• YOUR ASSIGNMENT:
Retype, word for word, every line from the one holding "1000 observed frames." through the one holding "pub const fn new(target_framerate: u32)" in the entries below, both included, and only those lines.

### GIVEN RECORDS ###

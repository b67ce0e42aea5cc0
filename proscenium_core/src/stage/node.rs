// Copyright 2026 the Proscenium Authors
// SPDX-License-Identifier: Apache-2.0 OR MIT

//! Node kind payloads for the 2D and 3D trees.
//!
//! Kinds are closed enums: renderers match exhaustively, so adding a kind is
//! a deliberate API change rather than a silent extension point.

use alloc::string::String;
use alloc::vec::Vec;

use kurbo::{Circle, Line, Point, Rect, Size};

use super::id::{MeshId, SpriteId};

/// An opaque 24-bit RGB color.
#[derive(Clone, Copy, Debug, Default, PartialEq, Eq, Hash)]
pub struct ColorRgb {
    /// Red component.
    pub r: u8,
    /// Green component.
    pub g: u8,
    /// Blue component.
    pub b: u8,
}

impl ColorRgb {
    /// Black.
    pub const BLACK: Self = Self { r: 0, g: 0, b: 0 };
    /// White.
    pub const WHITE: Self = Self {
        r: 255,
        g: 255,
        b: 255,
    };

    /// Creates a color from its components.
    #[must_use]
    pub const fn new(r: u8, g: u8, b: u8) -> Self {
        Self { r, g, b }
    }
}

/// Geometry payload of a 2D primitive node, in local coordinates.
#[derive(Clone, Debug, PartialEq)]
pub enum Shape2d {
    /// A line segment.
    Line(Line),
    /// An axis-aligned rectangle.
    Rect(Rect),
    /// A circle.
    Circle(Circle),
    /// A closed polygon defined by its vertices.
    Polygon(Vec<Point>),
}

/// Kind payload of a node in the 2D tree.
#[derive(Clone, Debug, PartialEq)]
pub enum Node2d {
    /// Groups children and contributes no visual output of its own.
    Container,
    /// A lightweight grouping node within a container.
    Group,
    /// Presents an externally managed image, centered on the node's position.
    Sprite {
        /// The image asset to present.
        image: SpriteId,
        /// Intrinsic size of the image, used for bounds and hit-testing.
        size: Size,
    },
    /// A vector shape filled with a solid color.
    Primitive {
        /// Geometry in local coordinates.
        shape: Shape2d,
        /// Fill color.
        color: ColorRgb,
    },
    /// A run of text anchored at the node's position.
    Text {
        /// The text content.
        content: String,
        /// Text color.
        color: ColorRgb,
    },
}

/// A light source in the 3D tree.
#[derive(Clone, Copy, Debug, PartialEq)]
pub struct Light {
    /// Light color.
    pub color: ColorRgb,
    /// Relative intensity, `1.0` is nominal.
    pub intensity: f64,
}

/// Kind payload of a node in the 3D tree.
#[derive(Clone, Copy, Debug, PartialEq)]
pub enum Node3d {
    /// Groups children and contributes no visual output of its own.
    Group,
    /// Presents an externally managed model.
    Mesh(MeshId),
    /// Illuminates the scene.
    Light(Light),
}
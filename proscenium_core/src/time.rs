// Copyright 2026 the Proscenium Authors
// SPDX-License-Identifier: Apache-2.0 OR MIT

//! Timestamp sources for the frame loop.
//!
//! The frame loop never reads a platform clock directly; it asks a
//! [`TickSource`] for monotonic millisecond timestamps. Hosts wrap their
//! platform mechanism (display link, `requestAnimationFrame`, a thread
//! sleeping on an interval); tests and headless runs substitute the scripted
//! implementations in this module.

use alloc::vec::Vec;

/// A monotonic source of millisecond timestamps.
///
/// Implementations must never go backwards. Absolute values carry no
/// meaning; only differences between consecutive calls are used.
pub trait TickSource {
    /// Returns the current timestamp in milliseconds.
    fn now_ms(&mut self) -> u64;
}

/// A tick source replaying a fixed sequence of timestamps.
///
/// Once the sequence is exhausted, the last timestamp repeats, which reads
/// as a stalled clock.
#[derive(Clone, Debug)]
pub struct ScriptedClock {
    timestamps: Vec<u64>,
    cursor: usize,
}

impl ScriptedClock {
    /// Creates a clock replaying `timestamps` in order.
    ///
    /// # Panics
    ///
    /// Panics if `timestamps` is empty or not monotonically non-decreasing.
    #[must_use]
    pub fn new(timestamps: Vec<u64>) -> Self {
        assert!(!timestamps.is_empty(), "scripted clock needs timestamps");
        assert!(
            timestamps.windows(2).all(|w| w[0] <= w[1]),
            "scripted timestamps must be monotonic"
        );
        Self {
            timestamps,
            cursor: 0,
        }
    }
}

impl TickSource for ScriptedClock {
    fn now_ms(&mut self) -> u64 {
        let ts = self.timestamps[self.cursor];
        if self.cursor + 1 < self.timestamps.len() {
            self.cursor += 1;
        }
        ts
    }
}

/// A tick source advancing a constant interval per call.
///
/// The first call returns the configured start time; each subsequent call
/// advances by the interval. Useful for headless runs at a synthetic refresh
/// rate.
#[derive(Clone, Copy, Debug)]
pub struct FixedStepClock {
    current: u64,
    interval_ms: u64,
    started: bool,
}

impl FixedStepClock {
    /// Creates a clock starting at `start_ms` that advances `interval_ms`
    /// per call.
    #[must_use]
    pub const fn new(start_ms: u64, interval_ms: u64) -> Self {
        Self {
            current: start_ms,
            interval_ms,
            started: false,
        }
    }
}

impl TickSource for FixedStepClock {
    fn now_ms(&mut self) -> u64 {
        if self.started {
            self.current += self.interval_ms;
        } else {
            self.started = true;
        }
        self.current
    }
}
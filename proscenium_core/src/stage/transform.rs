// Copyright 2026 the Proscenium Authors
// SPDX-License-Identifier: Apache-2.0 OR MIT

//! Local and composed node transforms.
//!
//! Transforms are plain display properties rather than matrices: composition
//! along the ancestor chain adds positions and rotations, multiplies scale
//! and alpha percentages, and ANDs visibility. A node's *world* transform is
//! the composition of every transform from the root down to the node, in that
//! order.

use kurbo::Point;

/// Composition contract shared by [`Transform2d`] and [`Transform3d`].
///
/// [`NodeStore`](super::NodeStore) is generic over this trait so that the 2D
/// and 3D trees share one storage and evaluation implementation.
pub trait LocalTransform: Copy + PartialEq + core::fmt::Debug {
    /// The identity transform: visible, untranslated, unrotated, unscaled,
    /// fully opaque.
    const IDENTITY: Self;

    /// Composes `child` under `parent`'s already-composed transform.
    #[must_use]
    fn combined(parent: &Self, child: &Self) -> Self;

    /// Whether this transform contributes visible output.
    fn is_visible(&self) -> bool;
}

/// Display properties of a 2D node.
///
/// Rotation is in degrees (clockwise, wrapped to `[0, 360)` by
/// [`set_rotation`](Self::set_rotation)). Scale and alpha are percentages
/// where `100.0` is the neutral value.
#[derive(Clone, Copy, Debug, PartialEq)]
pub struct Transform2d {
    /// Whether the node (and its subtree) is visible.
    pub visible: bool,
    /// Position relative to the parent.
    pub position: Point,
    /// Rotation in degrees, clockwise.
    pub rotation: f64,
    /// Horizontal scale percentage.
    pub scale_x: f64,
    /// Vertical scale percentage.
    pub scale_y: f64,
    /// Opacity percentage, `0.0` (transparent) to `100.0` (opaque).
    pub alpha: f64,
}

impl Transform2d {
    /// The identity transform: visible, untranslated, unrotated, unscaled,
    /// fully opaque.
    pub const IDENTITY: Self = Self {
        visible: true,
        position: Point::ZERO,
        rotation: 0.0,
        scale_x: 100.0,
        scale_y: 100.0,
        alpha: 100.0,
    };

    /// Creates a transform translated to `(x, y)`, otherwise identity.
    #[must_use]
    pub const fn from_position(x: f64, y: f64) -> Self {
        Self {
            position: Point::new(x, y),
            ..Self::IDENTITY
        }
    }

    /// Sets the rotation, wrapping the angle into `[0, 360)`.
    pub fn set_rotation(&mut self, degrees: f64) {
        self.rotation = wrap_degrees(degrees);
    }

    /// Adds to the current rotation, wrapping the result into `[0, 360)`.
    pub fn add_rotation(&mut self, degrees: f64) {
        self.rotation = wrap_degrees(self.rotation + degrees);
    }

    /// Sets the alpha percentage, clamped to `[0, 100]`.
    pub fn set_alpha(&mut self, alpha: f64) {
        self.alpha = alpha.clamp(0.0, 100.0);
    }

    /// Sets both scale percentages at once.
    pub fn set_scale(&mut self, scale_x: f64, scale_y: f64) {
        self.scale_x = scale_x;
        self.scale_y = scale_y;
    }
}

impl Default for Transform2d {
    fn default() -> Self {
        Self::IDENTITY
    }
}

impl LocalTransform for Transform2d {
    const IDENTITY: Self = Self::IDENTITY;

    fn combined(parent: &Self, child: &Self) -> Self {
        Self {
            visible: parent.visible && child.visible,
            position: parent.position + child.position.to_vec2(),
            rotation: wrap_degrees(parent.rotation + child.rotation),
            scale_x: parent.scale_x * child.scale_x / 100.0,
            scale_y: parent.scale_y * child.scale_y / 100.0,
            alpha: parent.alpha * child.alpha / 100.0,
        }
    }

    fn is_visible(&self) -> bool {
        self.visible && self.alpha > 0.0
    }
}

/// Display properties of a 3D node.
///
/// Per-axis rotation is in degrees. Per-axis scale and alpha are percentages
/// where `100.0` is the neutral value.
#[derive(Clone, Copy, Debug, PartialEq)]
pub struct Transform3d {
    /// Whether the node (and its subtree) is visible.
    pub visible: bool,
    /// Position relative to the parent, as `[x, y, z]`.
    pub position: [f64; 3],
    /// Rotation in degrees around each axis, as `[x, y, z]`.
    pub rotation: [f64; 3],
    /// Scale percentage along each axis, as `[x, y, z]`.
    pub scale: [f64; 3],
    /// Opacity percentage, `0.0` (transparent) to `100.0` (opaque).
    pub alpha: f64,
}

impl Transform3d {
    /// The identity transform: visible, untranslated, unrotated, unscaled,
    /// fully opaque.
    pub const IDENTITY: Self = Self {
        visible: true,
        position: [0.0; 3],
        rotation: [0.0; 3],
        scale: [100.0; 3],
        alpha: 100.0,
    };

    /// Creates a transform translated to `(x, y, z)`, otherwise identity.
    #[must_use]
    pub const fn from_position(x: f64, y: f64, z: f64) -> Self {
        Self {
            position: [x, y, z],
            ..Self::IDENTITY
        }
    }
}

impl Default for Transform3d {
    fn default() -> Self {
        Self::IDENTITY
    }
}

impl LocalTransform for Transform3d {
    const IDENTITY: Self = Self::IDENTITY;

    fn combined(parent: &Self, child: &Self) -> Self {
        let mut position = [0.0; 3];
        let mut rotation = [0.0; 3];
        let mut scale = [0.0; 3];
        for axis in 0..3 {
            position[axis] = parent.position[axis] + child.position[axis];
            rotation[axis] = wrap_degrees(parent.rotation[axis] + child.rotation[axis]);
            scale[axis] = parent.scale[axis] * child.scale[axis] / 100.0;
        }
        Self {
            visible: parent.visible && child.visible,
            position,
            rotation,
            scale,
            alpha: parent.alpha * child.alpha / 100.0,
        }
    }

    fn is_visible(&self) -> bool {
        self.visible && self.alpha > 0.0
    }
}

/// Wraps an angle in degrees into `[0, 360)`.
#[must_use]
pub fn wrap_degrees(degrees: f64) -> f64 {
    let wrapped = degrees % 360.0;
    if wrapped < 0.0 { wrapped + 360.0 } else { wrapped }
}
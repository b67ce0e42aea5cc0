// Copyright 2026 the Proscenium Authors
// SPDX-License-Identifier: Apache-2.0 OR MIT

//! Dirty-tracking channel constants.
//!
//! The stage graph uses multi-channel dirty tracking (via [`understory_dirty`])
//! to efficiently propagate invalidation through the node tree. Each channel
//! represents an independent category of change.
//!
//! # Propagation semantics
//!
//! - **Propagating** — [`TRANSFORM`] uses
//!   [`EagerPolicy`](understory_dirty::EagerPolicy) and has dependency edges
//!   from child to parent. Marking a parent dirty automatically marks all
//!   descendants, because world transforms (including effective visibility
//!   and alpha, which are part of the composed transform) are inherited
//!   properties.
//!
//! - **Local-only** — [`CONTENT`] is marked with the default policy. Only the
//!   explicitly marked node appears in the drain output, since node payloads
//!   (sprite reference, primitive shape, text) are per-node properties.
//!
//! - **Structural** — [`TOPOLOGY`] is marked on topology mutations
//!   (add/remove child, create/destroy node). It triggers a traversal-order
//!   rebuild during evaluation but does not propagate to descendants.
//!
//! # Consumption
//!
//! Callers never need to query dirty state directly. Each
//! [`NodeStore::evaluate`](super::NodeStore::evaluate) call drains all
//! channels and surfaces the results as [`FrameChanges`](super::FrameChanges),
//! which renderers consume to apply incremental updates.

use understory_dirty::Channel;

/// Local transform changed — requires world transform recomputation for
/// descendants. Visibility and alpha changes are routed through this channel
/// since they are composed alongside position, rotation, and scale.
pub const TRANSFORM: Channel = Channel::new(0);

/// Node payload changed — no propagation needed.
pub const CONTENT: Channel = Channel::new(1);

/// Tree topology changed — triggers traversal order rebuild.
pub const TOPOLOGY: Channel = Channel::new(2);
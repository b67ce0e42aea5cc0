// Copyright 2026 the Proscenium Authors
// SPDX-License-Identifier: Apache-2.0 OR MIT

//! Headless frame loop driver and pacing metrics.
//!
//! [`HeadlessDriver`] wires a [`TickSource`] clock, a [`FrameSync`], and a
//! [`SceneManager`] into a complete frame loop with no display attached:
//! each [`step`](HeadlessDriver::step) asks the clock for a timestamp and
//! lets the synchronizer run zero or more fixed manager updates.
//!
//! [`PacingTracker`] grades delivered pacing against the target framerate
//! from a rolling window of frame deltas.

#![no_std]

extern crate alloc;

use alloc::string::String;
use core::fmt;

use proscenium_core::context::{Canvas, SceneManager};
use proscenium_core::frame_sync::FrameSync;
use proscenium_core::time::TickSource;

/// A complete frame loop without a display: clock in, scene updates out.
pub struct HeadlessDriver<C: TickSource> {
    clock: C,
    sync: FrameSync,
    manager: SceneManager,
}

impl<C: TickSource> fmt::Debug for HeadlessDriver<C> {
    fn fmt(&self, f: &mut fmt::Formatter<'_>) -> fmt::Result {
        f.debug_struct("HeadlessDriver")
            .field("sync", &self.sync)
            .field("manager", &self.manager)
            .finish_non_exhaustive()
    }
}

impl<C: TickSource> HeadlessDriver<C> {
    /// Creates a driver with an empty manager targeting the given framerate.
    #[must_use]
    pub fn new(clock: C, canvas: Canvas, target_framerate: u32) -> Self {
        Self {
            clock,
            sync: FrameSync::new(target_framerate),
            manager: SceneManager::new(canvas, target_framerate),
        }
    }

    /// Returns the scene manager.
    #[must_use]
    pub fn manager(&self) -> &SceneManager {
        &self.manager
    }

    /// Returns the scene manager mutably, for changing scenes and feeding
    /// input between steps.
    pub fn manager_mut(&mut self) -> &mut SceneManager {
        &mut self.manager
    }

    /// Returns the frame synchronizer.
    #[must_use]
    pub fn sync(&self) -> &FrameSync {
        &self.sync
    }

    /// Runs one rendering opportunity: reads the clock and delivers zero or
    /// more fixed-step manager updates. Returns the number of steps.
    pub fn step(&mut self) -> u32 {
        let now = self.clock.now_ms();
        let manager = &mut self.manager;
        self.sync.request_frame(now, |dt| manager.update(dt))
    }

    /// Runs `frames` rendering opportunities, returning the total number of
    /// simulation steps delivered.
    pub fn run_frames(&mut self, frames: u32) -> u32 {
        let mut total = 0;
        for _ in 0..frames {
            total += self.step();
        }
        total
    }
}

/// Letter grade for frame pacing quality.
#[derive(Clone, Copy, Debug, PartialEq, Eq)]
pub enum PacingGrade {
    /// Delivered rate tracks the target with almost no misses.
    A,
    /// Minor deviation or occasional misses.
    B,
    /// Degraded but usable.
    C,
    /// Poor pacing.
    D,
}

impl PacingGrade {
    /// Returns a short label for HUD rendering.
    #[must_use]
    pub const fn as_str(self) -> &'static str {
        match self {
            Self::A => "A",
            Self::B => "B",
            Self::C => "C",
            Self::D => "D",
        }
    }
}

/// Aggregated report returned by [`PacingTracker::observe`].
#[derive(Clone, Copy, Debug)]
pub struct PacingReport {
    /// Current grade.
    pub grade: PacingGrade,
    /// Average framerate over the rolling window.
    pub average_fps: f64,
    /// Misses per 1000 observed frames.
    pub miss_rate_per_1000: f64,
    /// Total frames observed.
    pub total_frames: u64,
    /// Total misses observed.
    pub missed_frames: u64,
}

/// Rolling pacing tracker with fixed-size frame-delta history.
#[derive(Debug)]
pub struct PacingTracker<const N: usize> {
    target_framerate: u32,
    deltas_ms: [f64; N],
    cursor: usize,
    total_frames: u64,
    missed_frames: u64,
}

impl<const N: usize> PacingTracker<N> {
    /// Creates a tracker with the ideal step duration prefilled in the ring
    /// buffer, so early reports are not skewed by zeros.
    #[must_use]
    pub const fn new(target_framerate: u32) -> Self {
        let ideal_ms = 1000.0 / target_framerate as f64;
        Self {
            target_framerate,
            deltas_ms: [ideal_ms; N],
            cursor: 0,
            total_frames: 0,
            missed_frames: 0,
        }
    }

    /// Observes one frame delta and returns an updated report. A frame whose
    /// delta exceeds 1.5 ideal steps counts as a miss.
    #[must_use]
    pub fn observe(&mut self, frame_delta_ms: f64) -> PacingReport {
        self.total_frames = self.total_frames.saturating_add(1);
        self.deltas_ms[self.cursor % N] = frame_delta_ms;
        self.cursor = (self.cursor + 1) % N;

        let ideal_ms = 1000.0 / f64::from(self.target_framerate);
        if frame_delta_ms > 1.5 * ideal_ms {
            self.missed_frames = self.missed_frames.saturating_add(1);
        }

        let miss_rate = self.missed_frames as f64 * 1000.0 / self.total_frames as f64;
        let average_fps = self.average_fps();
        let grade = grade_for(f64::from(self.target_framerate), average_fps, miss_rate);

        PacingReport {
            grade,
            average_fps,
            miss_rate_per_1000: miss_rate,
            total_frames: self.total_frames,
            missed_frames: self.missed_frames,
        }
    }

    /// Returns the average framerate over the rolling window.
    #[must_use]
    pub fn average_fps(&self) -> f64 {
        let mut sum = 0.0;
        let mut i = 0;
        while i < N {
            sum += self.deltas_ms[i];
            i += 1;
        }
        if sum <= 0.0 {
            return 0.0;
        }
        1000.0 * N as f64 / sum
    }

    /// Returns ring-buffer frame deltas oldest to newest.
    #[must_use]
    pub fn frame_deltas(&self) -> [f64; N] {
        let mut out = [0.0; N];
        let mut i = 0;
        while i < N {
            out[i] = self.deltas_ms[(self.cursor + i) % N];
            i += 1;
        }
        out
    }

    /// Returns an ASCII sparkline over `frame_deltas()`.
    #[must_use]
    pub fn sparkline_ascii(&self, min_ms: f64, max_ms: f64) -> String {
        const LEVELS: &[u8] = b" .:-=+*#%@";
        let mut out = String::with_capacity(N);
        let mut i = 0;
        while i < N {
            let v = self.deltas_ms[(self.cursor + i) % N].clamp(min_ms, max_ms);
            let t = (v - min_ms) / (max_ms - min_ms);
            #[expect(
                clippy::cast_possible_truncation,
                reason = "index is clamped to ASCII level count"
            )]
            let level = (t * (LEVELS.len() as f64 - 1.0) + 0.5) as usize;
            out.push(LEVELS[level] as char);
            i += 1;
        }
        out
    }
}

fn grade_for(target_fps: f64, average_fps: f64, miss_rate_per_1000: f64) -> PacingGrade {
    if average_fps >= 0.95 * target_fps && miss_rate_per_1000 < 5.0 {
        PacingGrade::A
    } else if average_fps >= 0.85 * target_fps && miss_rate_per_1000 < 20.0 {
        PacingGrade::B
    } else if average_fps >= 0.6 * target_fps && miss_rate_per_1000 < 80.0 {
        PacingGrade::C
    } else {
        PacingGrade::D
    }
}

#[cfg(test)]
mod tests {
    use super::*;

    #[test]
    fn steady_deltas_grade_a() {
        let mut tracker = PacingTracker::<16>::new(60);
        for _ in 0..100 {
            let _ = tracker.observe(16.67);
        }
        let report = tracker.observe(16.67);
        assert_eq!(report.grade, PacingGrade::A);
        assert!((report.average_fps - 60.0).abs() < 0.5);
        assert_eq!(report.missed_frames, 0);
    }

    #[test]
    fn long_deltas_count_as_misses() {
        let mut tracker = PacingTracker::<8>::new(60);
        let _ = tracker.observe(16.67);
        for _ in 0..8 {
            let _ = tracker.observe(40.0);
        }
        let report = tracker.observe(40.0);
        assert_eq!(report.missed_frames, 9);
        assert!((report.miss_rate_per_1000 - 900.0).abs() < 1e-6);
        assert_eq!(report.grade, PacingGrade::D);
    }

    #[test]
    fn frame_deltas_come_back_oldest_first() {
        let mut tracker = PacingTracker::<3>::new(60);
        let _ = tracker.observe(10.0);
        let _ = tracker.observe(20.0);
        let _ = tracker.observe(30.0);
        let _ = tracker.observe(40.0);
        assert_eq!(tracker.frame_deltas(), [20.0, 30.0, 40.0]);
    }

    #[test]
    fn sparkline_has_window_length() {
        let tracker = PacingTracker::<12>::new(60);
        assert_eq!(tracker.sparkline_ascii(0.0, 33.0).len(), 12);
    }
}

###

• OUTPUT FOR THIS TASK:
    /// Misses per 1000 observed frames.
    pub miss_rate_per_1000: f64,
    /// Total frames observed.
    pub total_frames: u64,
    /// Total misses observed.
    pub missed_frames: u64,
}

/// Rolling pacing tracker with fixed-size frame-delta history.
#[derive(Debug)]
pub struct PacingTracker<const N: usize> {
    target_framerate: u32,
    deltas_ms: [f64; N],
    cursor: usize,
    total_frames: u64,
    missed_frames: u64,
}

impl<const N: usize> PacingTracker<N> {
    /// Creates a tracker with the ideal step duration prefilled in the ring
    /// buffer, so early reports are not skewed by zeros.
    #[must_use]
    pub const fn new(target_framerate: u32) -> Self {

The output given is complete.